Additionally, the applications’ most frequent suggestion is an unspecified dermatitis. That is a vague outcome as most dermatological diseases have an inflammatory background. However, it is also a safe diagnosis as it does not give any specific pathology and may be more of an incentive for the patient to visit a specialist.
Regarding the precision of the web application algorithm, the relation between diagnosis probability and diagnosis repetition correspond to the precision values of the ICCs. The web application exhibits fair precision according to Cicchetti [5]; however, as the ICCs do not exceed 0.600, they are poor according to Portney and Watkins [6]. Interestingly, precision rises when taking three diagnosis options into account, and by nearly 50% when all five options are considered. However, for psoriasis, the highest precision is exhibited when only the first, most certain diagnosis is analysed.
As patients are subjected to an overabundance of information and applications, it is likely that some of it is incorrect. There is a great need to educate patients and inexperienced doctors regarding accurate dermatology resources and evaluate their reliability.
However, future usage of such applications could be beneficial for a non-dermatologist medical professional. A 20% sensitivity for psoriasis skin lesions makes the application unsuitable for screening and positive predictive value of around 50% is nowhere near clinical acceptability [11]. However, the specificity of 62% could be a sign that the algorithm, with some work, could be used to rule out psoriasis. Also, an informed guess from fifteen diagnoses after three tests and a 40% probability of two repetitions of diagnoses may be of value. Unfortunately, it is impossible though for the user to access a full list of possible diagnoses.

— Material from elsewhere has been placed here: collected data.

//! Query builder collaborator
//!
//! The engine never writes query text itself; it asks a [`QueryBuilder`].
//! [`SparqlQueryBuilder`] is the default, storing diagrams, elements and
//! links in the application context graph.
//!
//! Every generated text starts with a `# graphsync:<kind>` comment line so
//! that logs and test doubles can tell the queries apart.

use graphsync_model::{Diagram, Element, Iri, Link};

/// Query kinds
pub mod kinds {
    /// Vocabulary discovery over context graphs
    pub const VOCABULARY_CONTEXTS: &str = "vocabulary-contexts";
    /// Supplementary vocabulary metadata
    pub const VOCABULARY_METADATA: &str = "vocabulary-metadata";
    /// Vocabulary cache index
    pub const CACHE_VOCABULARIES: &str = "cache-vocabularies";
    /// Diagrams of the application context
    pub const DIAGRAMS: &str = "diagrams";
    /// Diagram collaborators
    pub const USERS: &str = "users";
    /// Element configuration
    pub const ELEMENTS_CONFIG: &str = "elements-config";
    /// Link configuration
    pub const LINKS_CONFIG: &str = "links-config";
    /// Terms of one vocabulary
    pub const TERMS: &str = "terms";
    /// Restrictions of one vocabulary
    pub const RESTRICTIONS: &str = "restrictions";
    /// Terms outside the workspace vocabularies
    pub const READ_ONLY_TERMS: &str = "read-only-terms";
    /// Element upsert
    pub const UPSERT_ELEMENTS: &str = "upsert-elements";
    /// Link insertion
    pub const INSERT_LINKS: &str = "insert-links";
    /// Element removal
    pub const REMOVE_ELEMENT: &str = "remove-element";
    /// Diagram deletion
    pub const DELETE_DIAGRAM: &str = "delete-diagram";
}

const MARKER: &str = "# graphsync:";

/// Kind marker of a generated query, if present
#[must_use]
pub fn query_kind(query: &str) -> Option<&str> {
    query
        .lines()
        .next()
        .and_then(|line| line.trim().strip_prefix(MARKER))
        .map(str::trim)
}

/// Location of one vocabulary's terms
#[derive(Debug, Clone, PartialEq, Eq)]
pub struct VocabularyScope {
    /// Graph context
    pub graph: Iri,
    /// Glossary
    pub glossary: Iri,
    /// Vocabulary
    pub vocabulary: Iri,
}

/// Builds every query the engine issues
pub trait QueryBuilder: Send + Sync {
    /// Vocabularies (with glossary, title, change context) in `contexts`
    fn vocabulary_contexts(&self, contexts: &[Iri]) -> String;
    /// Namespace and description per glossary
    fn vocabulary_metadata(&self, glossaries: &[Iri]) -> String;
    /// Vocabulary → diagram index of the cache context
    fn cache_vocabularies(&self, cache_context: &Iri) -> String;
    /// Diagrams
    fn diagrams(&self) -> String;
    /// Users by collaborator identifier
    fn users(&self, ids: &[String]) -> String;
    /// Element configuration
    fn elements_config(&self) -> String;
    /// Link configuration
    fn links_config(&self) -> String;
    /// Terms in scope
    fn terms(&self, scope: &VocabularyScope) -> String;
    /// Restrictions of terms in scope
    fn restrictions(&self, scope: &VocabularyScope) -> String;
    /// Terms by IRI, wherever they live
    fn read_only_terms(&self, terms: &[Iri]) -> String;
    /// Replace the stored configuration of `elements`
    fn upsert_elements(&self, elements: &[&Element]) -> String;
    /// Replace the stored configuration of `links`
    fn insert_links(&self, links: &[&Link]) -> String;
    /// Remove an element's configuration
    fn remove_element(&self, term: &Iri) -> String;
    /// Delete a diagram
    fn delete_diagram(&self, diagram: &Diagram) -> String;
}

const PREFIXES: &str = "\
PREFIX owl: <http://www.w3.org/2002/07/owl#>
PREFIX skos: <http://www.w3.org/2004/02/skos/core#>
PREFIX rdfs: <http://www.w3.org/2000/01/rdf-schema#>
PREFIX dcterms: <http://purl.org/dc/terms/>
PREFIX vann: <http://purl.org/vocab/vann/>
PREFIX a-popis-dat-pojem: <http://onto.fel.cvut.cz/ontologies/slovník/agendový/popis-dat/pojem/>
PREFIX gs: <https://w3id.org/graphsync/>
";

const CHANGE_CONTEXT: &str =
    "https://slovník.gov.cz/datový/pracovní-prostor/pojem/má-kontext-sledování-změn";

fn iri_values(iris: &[Iri]) -> String {
    iris.iter()
        .map(|iri| format!("<{iri}>"))
        .collect::<Vec<_>>()
        .join(" ")
}

fn literal(value: &str) -> String {
    let escaped = value
        .replace('\\', "\\\\")
        .replace('"', "\\\"")
        .replace('\n', "\\n")
        .replace('\r', "\\r");
    format!("\"{escaped}\"")
}

/// Default SPARQL text builder
#[derive(Debug, Clone)]
pub struct SparqlQueryBuilder {
    application_context: Iri,
}

impl SparqlQueryBuilder {
    /// Create a builder writing to `application_context`
    #[must_use]
    pub fn new(application_context: Iri) -> Self {
        Self {
            application_context,
        }
    }

    fn header(kind: &str) -> String {
        format!("{MARKER}{kind}\n{PREFIXES}")
    }

    fn element_node(&self, term: &Iri) -> String {
        format!(
            "<{}/element/{}>",
            self.application_context.as_str().trim_end_matches('/'),
            urlencoding::encode(term.as_str())
        )
    }

    fn state_node(&self, term: &Iri, diagram: &str) -> String {
        format!(
            "<{}/element/{}/state/{}>",
            self.application_context.as_str().trim_end_matches('/'),
            urlencoding::encode(term.as_str()),
            urlencoding::encode(diagram)
        )
    }

    fn link_node(&self, link: &Link) -> String {
        format!(
            "<{}/link/{}>",
            self.application_context.as_str().trim_end_matches('/'),
            urlencoding::encode(link.id.as_str())
        )
    }
}

impl QueryBuilder for SparqlQueryBuilder {
    fn vocabulary_contexts(&self, contexts: &[Iri]) -> String {
        format!(
            "{header}SELECT ?contextIRI ?scheme ?vocabLabel ?vocabIRI ?changeContext WHERE {{
  GRAPH ?contextIRI {{
    ?vocabIRI a a-popis-dat-pojem:slovník ;
      a-popis-dat-pojem:má-glosář ?scheme ;
      dcterms:title ?vocabLabel .
    OPTIONAL {{ ?vocabIRI <{CHANGE_CONTEXT}> ?changeContext . }}
  }}
  VALUES ?contextIRI {{ {contexts} }}
}}",
            header = Self::header(kinds::VOCABULARY_CONTEXTS),
            contexts = iri_values(contexts),
        )
    }

    fn vocabulary_metadata(&self, glossaries: &[Iri]) -> String {
        format!(
            "{header}SELECT ?scheme ?namespace ?description WHERE {{
  ?vocabulary a-popis-dat-pojem:má-glosář ?scheme .
  OPTIONAL {{ ?vocabulary vann:preferredNamespaceUri ?namespace . }}
  OPTIONAL {{ ?vocabulary dcterms:description ?description . }}
  VALUES ?scheme {{ {glossaries} }}
}}",
            header = Self::header(kinds::VOCABULARY_METADATA),
            glossaries = iri_values(glossaries),
        )
    }

    fn cache_vocabularies(&self, cache_context: &Iri) -> String {
        format!(
            "{header}SELECT ?vocabulary ?label ?diagram WHERE {{
  GRAPH <{cache_context}> {{
    ?vocabulary a a-popis-dat-pojem:slovník .
    OPTIONAL {{ ?vocabulary dcterms:title ?label . }}
    OPTIONAL {{ ?diagram gs:references-vocabulary ?vocabulary . }}
  }}
}}",
            header = Self::header(kinds::CACHE_VOCABULARIES),
        )
    }

    fn diagrams(&self) -> String {
        format!(
            "{header}SELECT ?diagram ?id ?name ?collaborator WHERE {{
  GRAPH <{app}> {{
    ?diagram a gs:diagram ;
      gs:id ?id ;
      gs:name ?name .
    OPTIONAL {{ ?diagram gs:collaborator ?collaborator . }}
  }}
}}",
            header = Self::header(kinds::DIAGRAMS),
            app = self.application_context,
        )
    }

    fn users(&self, ids: &[String]) -> String {
        format!(
            "{header}SELECT ?id ?givenName ?familyName WHERE {{
  GRAPH <{app}> {{
    ?user a gs:user ;
      gs:id ?id .
    OPTIONAL {{ ?user gs:given-name ?givenName . }}
    OPTIONAL {{ ?user gs:family-name ?familyName . }}
  }}
  VALUES ?id {{ {ids} }}
}}",
            header = Self::header(kinds::USERS),
            app = self.application_context,
            ids = ids.iter().map(|id| literal(id)).collect::<Vec<_>>().join(" "),
        )
    }

    fn elements_config(&self) -> String {
        format!(
            "{header}SELECT ?term ?vocabulary ?diagramId ?hidden WHERE {{
  GRAPH <{app}> {{
    ?element a gs:element ;
      gs:term ?term .
    OPTIONAL {{ ?element gs:vocabulary ?vocabulary . }}
    OPTIONAL {{
      ?element gs:diagram-state ?state .
      ?state gs:diagram-id ?diagramId ;
        gs:hidden ?hidden .
    }}
  }}
}}",
            header = Self::header(kinds::ELEMENTS_CONFIG),
            app = self.application_context,
        )
    }

    fn links_config(&self) -> String {
        format!(
            "{header}SELECT ?id ?source ?target ?iri ?active WHERE {{
  GRAPH <{app}> {{
    ?link a gs:link ;
      gs:id ?id ;
      gs:source ?source ;
      gs:target ?target ;
      gs:type ?iri .
    OPTIONAL {{ ?link gs:active ?active . }}
  }}
}}",
            header = Self::header(kinds::LINKS_CONFIG),
            app = self.application_context,
        )
    }

    fn terms(&self, scope: &VocabularyScope) -> String {
        format!(
            "{header}SELECT ?term ?label WHERE {{
  GRAPH <{graph}> {{
    ?term skos:inScheme <{glossary}> .
    OPTIONAL {{ ?term skos:prefLabel ?label . }}
  }}
}}",
            header = Self::header(kinds::TERMS),
            graph = scope.graph,
            glossary = scope.glossary,
        )
    }

    fn restrictions(&self, scope: &VocabularyScope) -> String {
        format!(
            "{header}SELECT ?term ?onProperty ?target WHERE {{
  GRAPH <{graph}> {{
    ?term skos:inScheme <{glossary}> ;
      rdfs:subClassOf ?restriction .
    ?restriction a owl:Restriction ;
      owl:onProperty ?onProperty ;
      owl:someValuesFrom|owl:allValuesFrom ?target .
    FILTER(isIRI(?target))
  }}
}}",
            header = Self::header(kinds::RESTRICTIONS),
            graph = scope.graph,
            glossary = scope.glossary,
        )
    }

    fn read_only_terms(&self, terms: &[Iri]) -> String {
        format!(
            "{header}SELECT ?term ?vocabulary ?label ?onProperty ?target WHERE {{
  ?term skos:inScheme ?scheme .
  OPTIONAL {{ ?vocabulary a-popis-dat-pojem:má-glosář ?scheme . }}
  OPTIONAL {{ ?term skos:prefLabel ?label . }}
  OPTIONAL {{
    ?term rdfs:subClassOf ?restriction .
    ?restriction a owl:Restriction ;
      owl:onProperty ?onProperty ;
      owl:someValuesFrom|owl:allValuesFrom ?target .
    FILTER(isIRI(?target))
  }}
  VALUES ?term {{ {terms} }}
}}",
            header = Self::header(kinds::READ_ONLY_TERMS),
            terms = iri_values(terms),
        )
    }

    fn upsert_elements(&self, elements: &[&Element]) -> String {
        let terms: Vec<Iri> = elements.iter().map(|e| e.term.clone()).collect();
        let mut data = String::new();
        for element in elements {
            let node = self.element_node(&element.term);
            data.push_str(&format!("    {node} a gs:element ; gs:term <{}> .\n", element.term));
            if let Some(vocabulary) = &element.vocabulary {
                data.push_str(&format!("    {node} gs:vocabulary <{vocabulary}> .\n"));
            }
            for (diagram, hidden) in &element.hidden {
                let state = self.state_node(&element.term, diagram.as_str());
                data.push_str(&format!(
                    "    {node} gs:diagram-state {state} .\n    {state} gs:diagram-id {} ; gs:hidden {hidden} .\n",
                    literal(diagram.as_str())
                ));
            }
        }
        format!(
            "{header}DELETE {{ GRAPH <{app}> {{ ?element ?p ?o . ?state ?sp ?so . }} }}
WHERE {{
  GRAPH <{app}> {{
    ?element gs:term ?term ; ?p ?o .
    OPTIONAL {{ ?element gs:diagram-state ?state . ?state ?sp ?so . }}
  }}
  VALUES ?term {{ {terms} }}
}} ;
INSERT DATA {{
  GRAPH <{app}> {{
{data}  }}
}}",
            header = Self::header(kinds::UPSERT_ELEMENTS),
            app = self.application_context,
            terms = iri_values(&terms),
        )
    }

    fn insert_links(&self, links: &[&Link]) -> String {
        let mut nodes = Vec::with_capacity(links.len());
        let mut data = String::new();
        for link in links {
            let node = self.link_node(link);
            data.push_str(&format!(
                "    {node} a gs:link ; gs:id {} ; gs:source <{}> ; gs:target <{}> ; gs:type <{}> ; gs:active {} .\n",
                literal(link.id.as_str()),
                link.source,
                link.target,
                link.iri,
                link.active
            ));
            nodes.push(node);
        }
        format!(
            "{header}DELETE {{ GRAPH <{app}> {{ ?link ?p ?o . }} }}
WHERE {{
  GRAPH <{app}> {{ ?link ?p ?o . }}
  VALUES ?link {{ {nodes} }}
}} ;
INSERT DATA {{
  GRAPH <{app}> {{
{data}  }}
}}",
            header = Self::header(kinds::INSERT_LINKS),
            app = self.application_context,
            nodes = nodes.join(" "),
        )
    }

    fn remove_element(&self, term: &Iri) -> String {
        format!(
            "{header}DELETE {{ GRAPH <{app}> {{ ?element ?p ?o . ?state ?sp ?so . }} }}
WHERE {{
  GRAPH <{app}> {{
    ?element gs:term <{term}> ; ?p ?o .
    OPTIONAL {{ ?element gs:diagram-state ?state . ?state ?sp ?so . }}
  }}
}}",
            header = Self::header(kinds::REMOVE_ELEMENT),
            app = self.application_context,
        )
    }

    fn delete_diagram(&self, diagram: &Diagram) -> String {
        format!(
            "{header}DELETE WHERE {{ GRAPH <{app}> {{ <{iri}> ?p ?o . }} }} ;
DROP SILENT GRAPH <{iri}>",
            header = Self::header(kinds::DELETE_DIAGRAM),
            app = self.application_context,
            iri = diagram.iri,
        )
    }
}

We strongly believe that as technology evolves, mobile applications have the potential to progress as well. Some corrections or new ideas are needed to obtain more accurate outcomes, including a standardized scientific approach to evaluating the validity and reliability of an application, as well as more and a better quality of input data. AI will not replace physicians, but might support their work in near future. Knowing these upcoming trends will help understand the impact of new applications on patients and health care providers. Although the potential of AI applications is huge, the services currently available to patients free of charge require criticism and cannot serve as sole diagnostic tools.